Los muchachos del “paisito” –como llama a su tierra uruguaya el grande Eduardo Galeano– son sin duda los gauchos del césped. No se le quedaron atrás en ningún momento a los teutones y perdieron al final, porque la suerte quiso que el último tiro de Forlán diera nada menos que en el travesaño. Y por algo Forlán fue votado como el mejor jugador del torneo.
Está todo dicho. Un buen campeón mundial y cuarto un equipo latinoamericano de lo que era antes el fútbol rioplatense.

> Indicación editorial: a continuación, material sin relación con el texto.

use serde::{Deserialize, Serialize};

use crate::entities::{Place, PlaceId};

/// What the list renderer needs to draw one entry.
#[derive(Clone, Debug, PartialEq, Serialize, Deserialize)]
pub struct PlaceView {
    pub id: PlaceId,
    pub name: String,
    pub rating: String,
    pub category: String,
    pub comment: String,
}

impl From<&Place> for PlaceView {
    fn from(place: &Place) -> Self {
        Self {
            id: place.id,
            name: place.name.clone(),
            rating: place.rating.glyphs(),
            category: place.category.name().into(),
            comment: place.comment.clone(),
        }
    }
}

#[test]
fn place_view_from_place() {
    use crate::entities::{Category, Coordinates, PlaceFields};

    let fields = PlaceFields::new("myBurgerLab", "soft patty", 4, Category::Western);
    let place = Place::new(Coordinates::new(3.1321683, 101.6710431), fields).unwrap();
    let view = PlaceView::from(&place);

    assert_eq!(view.id, place.id);
    assert_eq!(view.rating, "⭐⭐⭐⭐");
    assert_eq!(view.category, "western");

    let json = serde_json::to_value(&view).unwrap();
    assert_eq!(json["id"], serde_json::json!(place.id.to_string()));
}
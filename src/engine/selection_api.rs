use super::{Engine, MapState};

use crate::{
    api::{PlaceAPI, SelectionAPI},
    entities::{Coordinates, Place},
    error::{map_unavailable_error, no_active_selection_error, Error},
};

impl SelectionAPI for Engine {
    #[tracing::instrument(skip(self))]
    fn select_location(&mut self, coordinates: Coordinates) -> Result<(), Error> {
        if self.map_state != MapState::Ready {
            return Err(map_unavailable_error());
        }

        coordinates.validate()?;
        self.selection = Some(coordinates);
        self.form.focus();

        Ok(())
    }

    fn selection(&self) -> Option<Coordinates> {
        self.selection
    }

    /// The selection is kept after a successful submit.
    #[tracing::instrument(skip(self))]
    fn submit_form(&mut self) -> Result<Place, Error> {
        let coordinates = self.selection.ok_or_else(no_active_selection_error)?;
        let fields = self.form.fields();

        let place = self.create_place(coordinates, fields)?;
        self.form.clear();

        Ok(place)
    }
}

#[test]
fn submit_without_selection_is_rejected() {
    use crate::entities::{Category, PlaceFields};

    let mut harness = super::started_harness();
    harness
        .form
        .push(PlaceFields::new("Cafe", "good", 3, Category::Western));

    let err = harness.engine.submit_form().unwrap_err();

    assert_eq!(err, no_active_selection_error());
    assert!(harness.engine.is_empty());
    assert_eq!(harness.form.state().cleared, 0);
}

#[test]
fn select_location_requires_ready_map() {
    let mut harness = super::harness();

    let err = harness
        .engine
        .select_location(Coordinates::new(1.0, 1.0))
        .unwrap_err();

    assert_eq!(err, map_unavailable_error());
    assert!(harness.engine.selection().is_none());
}

#[test]
fn submit_creates_place_at_selection_and_clears_form() {
    use crate::entities::{Category, PlaceFields};

    let mut harness = super::started_harness();
    let at = Coordinates::new(1.0, 1.0);
    harness.engine.select_location(at).unwrap();
    harness
        .form
        .push(PlaceFields::new("Cafe", "good", 3, Category::Western));

    let place = harness.engine.submit_form().unwrap();

    assert_eq!(place.coordinates, at);
    assert_eq!(harness.form.state().focused, 1);
    assert_eq!(harness.form.state().cleared, 1);
    assert_eq!(harness.engine.selection(), Some(at));
}

#[test]
fn invalid_submission_keeps_form_contents() {
    use crate::entities::{Category, PlaceFields};

    let mut harness = super::started_harness();
    harness.engine.select_location(Coordinates::new(1.0, 1.0)).unwrap();
    harness.form.push(PlaceFields::new("Cafe", "", 3, Category::Western));

    assert!(harness.engine.submit_form().unwrap_err().is_validation());

    assert_eq!(harness.form.state().cleared, 0);
    assert_eq!(harness.form.state().queued.len(), 1);
}
mod handlers;

use async_channel::Receiver;
use futures::StreamExt;
use serde::{Deserialize, Serialize};

use crate::{
    api::API,
    entities::{Coordinates, PlaceId},
    external::Notifier,
    registry::SortOrder,
};

/// Discrete user or system events, delivered one at a time by the hosting layer.
#[derive(Clone, Debug, PartialEq, Serialize, Deserialize)]
#[serde(tag = "event", rename_all = "snake_case")]
pub enum Event {
    MapClicked { coordinates: Coordinates },
    FormSubmitted,
    PlaceClicked { id: PlaceId },
    DeleteRequested { id: PlaceId },
    SortChanged { order: SortOrder },
}

/// Runs each event to completion before taking the next. Returns once every
/// sender has been dropped.
pub async fn serve<T: API>(api: &mut T, events: Receiver<Event>, notifier: &mut dyn Notifier) {
    futures::pin_mut!(events);

    while let Some(event) = events.next().await {
        handlers::handle(api, notifier, event);
    }

    tracing::info!("event stream closed");
}

#[test]
fn event_json_shape() {
    let event: Event = serde_json::from_str(
        r#"{"event":"map_clicked","coordinates":{"lat":1.5,"lng":2.5}}"#,
    )
    .unwrap();
    assert_eq!(
        event,
        Event::MapClicked {
            coordinates: Coordinates::new(1.5, 2.5)
        }
    );

    let event: Event = serde_json::from_str(r#"{"event":"sort_changed","order":"rating_ascending"}"#).unwrap();
    assert_eq!(
        event,
        Event::SortChanged {
            order: SortOrder::RatingAscending
        }
    );
}

#[test]
fn serve_routes_events_in_order() {
    use crate::api::{PlaceAPI, SelectionAPI};
    use crate::entities::{Category, PlaceFields};
    use crate::external::mock::MockNotifier;
    use tokio_test::block_on;

    let mut harness = crate::engine::started_harness();
    let mut notifier = MockNotifier::default();
    let (sender, receiver) = async_channel::unbounded();

    let at = Coordinates::new(1.0, 1.0);
    harness
        .form
        .push(PlaceFields::new("Cafe", "good", 3, Category::Western));
    harness
        .form
        .push(PlaceFields::new("Cafe2", "ok", 5, Category::Western));

    block_on(async {
        sender.send(Event::FormSubmitted).await.unwrap();
        sender.send(Event::MapClicked { coordinates: at }).await.unwrap();
        sender.send(Event::FormSubmitted).await.unwrap();
        sender.send(Event::FormSubmitted).await.unwrap();
    });
    drop(sender);

    block_on(serve(&mut harness.engine, receiver, &mut notifier));

    assert_eq!(
        notifier.messages(),
        vec!["select a location on the map first".to_string()]
    );
    assert_eq!(harness.engine.selection(), Some(at));

    let places = harness.engine.list_places(SortOrder::Insertion);
    assert_eq!(places.len(), 2);
    assert!(places.iter().all(|place| place.coordinates == at));
    assert_eq!(harness.list.names(), vec!["Cafe", "Cafe2"]);
}
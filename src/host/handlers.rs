use super::Event;

use crate::{api::API, error::Error, external::Notifier};

#[tracing::instrument(skip(api, notifier))]
pub fn handle<T: API>(api: &mut T, notifier: &mut dyn Notifier, event: Event) {
    let result = match event {
        Event::MapClicked { coordinates } => api.select_location(coordinates),
        Event::FormSubmitted => api.submit_form().map(|_| ()),
        Event::PlaceClicked { id } => api.focus_place(id).map(|_| ()),
        Event::DeleteRequested { id } => api.delete_place(id).map(|_| ()),
        Event::SortChanged { order } => {
            api.change_sort(order);
            Ok(())
        }
    };

    if let Err(err) = result {
        report(notifier, err);
    }
}

/// User-correctable errors become a notice; a missing place is dropped quietly.
fn report(notifier: &mut dyn Notifier, err: Error) {
    if err.is_user_facing() {
        notifier.notify(&err.message);
    } else if err.is_not_found() {
        tracing::debug!("ignored event for missing place");
    } else {
        tracing::warn!("event failed: {}", err);
    }
}

#[test]
fn delete_of_missing_place_is_silent() {
    use crate::entities::PlaceId;
    use crate::external::mock::MockNotifier;

    let mut harness = crate::engine::started_harness();
    let mut notifier = MockNotifier::default();

    handle(
        &mut harness.engine,
        &mut notifier,
        Event::DeleteRequested { id: PlaceId::new() },
    );

    assert!(notifier.messages().is_empty());
}

#[test]
fn validation_failure_is_reported() {
    use crate::entities::{Category, Coordinates, PlaceFields};
    use crate::external::mock::MockNotifier;

    let mut harness = crate::engine::started_harness();
    let mut notifier = MockNotifier::default();
    harness
        .form
        .push(PlaceFields::new("", "x", 3, Category::Western));

    handle(
        &mut harness.engine,
        &mut notifier,
        Event::MapClicked {
            coordinates: Coordinates::new(1.0, 1.0),
        },
    );
    handle(&mut harness.engine, &mut notifier, Event::FormSubmitted);

    assert_eq!(notifier.messages(), vec!["name should not be empty".to_string()]);
    assert!(harness.engine.is_empty());
}

#[test]
fn delete_and_focus_route_by_id() {
    use crate::api::PlaceAPI;
    use crate::entities::{Category, Coordinates, PlaceFields};
    use crate::external::mock::MockNotifier;

    let mut harness = crate::engine::started_harness();
    let mut notifier = MockNotifier::default();
    let at = Coordinates::new(1.0, 1.0);

    let a = harness
        .engine
        .create_place(at, PlaceFields::new("Cafe", "good", 3, Category::Western))
        .unwrap();
    let b = harness
        .engine
        .create_place(at, PlaceFields::new("Cafe2", "ok", 5, Category::Western))
        .unwrap();

    handle(&mut harness.engine, &mut notifier, Event::DeleteRequested { id: a.id });
    handle(&mut harness.engine, &mut notifier, Event::PlaceClicked { id: b.id });

    assert_eq!(harness.list.names(), vec!["Cafe2"]);
    assert_eq!(harness.map.state().pans, vec![at]);
    assert!(notifier.messages().is_empty());
}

Y ahora se me van las ganas de hablar de aquellas finales del treinta y los principios del cuarenta. ¿Qué les parece Argentina formada por Vacca, Marante y Valussi, Malazzo, Minella y Wergifker, Muñoz, Moreno, Pedernera, Labruna y Loustau? Sí, una mezcla de Boca y de la Máquina de River. No los paraba nadie... bueno, dejémoslo allí, eso no volverá. Pero se mueven siempre en nuestros ojos. Aquellos tiempos.
Volvamos a la realidad. Europa se quedó tranquila. Los alemanes ya realizan planes futuros. Aplaudieron a los españoles cuando lograron el triunfo final. Pero no le perdonan al hispano (perdón, catalán) Puyol el haberles metido el golazo de cabeza que los mandó al tercer puesto. Uno de los más renombrados periodistas alemanes se vengó. Y cuando trasmitió el partido final de España contra Holanda, no lo nombró nunca por su nombre a Puyol, sino que siempre lo designaba –por su melena tiesa para arriba– “Die Klobürste”, es decir, el “cepillo de inodoro” o, mejor dicho, en traducción en español hispano, “la escobilla de retrete”. Sí, sí, una “escobilla”, pero se las metió en el... (perdón, ya iba a emplear el idioma del tablón), que supo cabecear para los dioses.
El resumen final sería la explicación de lo inexplicable. La popularidad del fútbol. Lástima que no podemos negar el negocio que se hace con este deporte tan noble. Ver a esos burócratas de la pelota tan bien vestidos codeándose con reyes, reinas y mandatarios. Recuerdo a las anarquistas que escribían en los años veinte que el fútbol era un deporte socialista donde todos se unen para lograr juntos el triunfo, un juego solidario, un símbolo de la revolución de los pueblos. Y cómo terminó siendo un juego de millones de euros o dólares que usufructúan pocos, y millones que pagan con gusto los que quieren gozar de las ilusiones de unas horas.
Nos imaginamos que, en los próximos mundiales, los países centrales estarán representados por jugadores del Tercer Mundo ciudadanizados a último momento. Pero tenemos confianza de que alguna vez se imponga la razón de lo bello que debe ser el juego. Y sólo nos mueva aquello que sostenían los libertarios: once luchando juntos para el triunfo de todos. Y que siempre surja un Puyol que meta un cabezazo pleno de arte como una escobilla que limpie el retrete de los que usan el fútbol para el bolsillo propio.
El viejito del tablón se despide hasta el próximo Mundial, en que les prometo que estaré describiendo el final entre Argentina y Brasil, o ya, pasado de escenario, asistiendo a la final entre ángeles con alas contra diablos con cuernos en una cancha llamada algo así como “El limbo”. O tal vez, por qué no, “El paraíso”.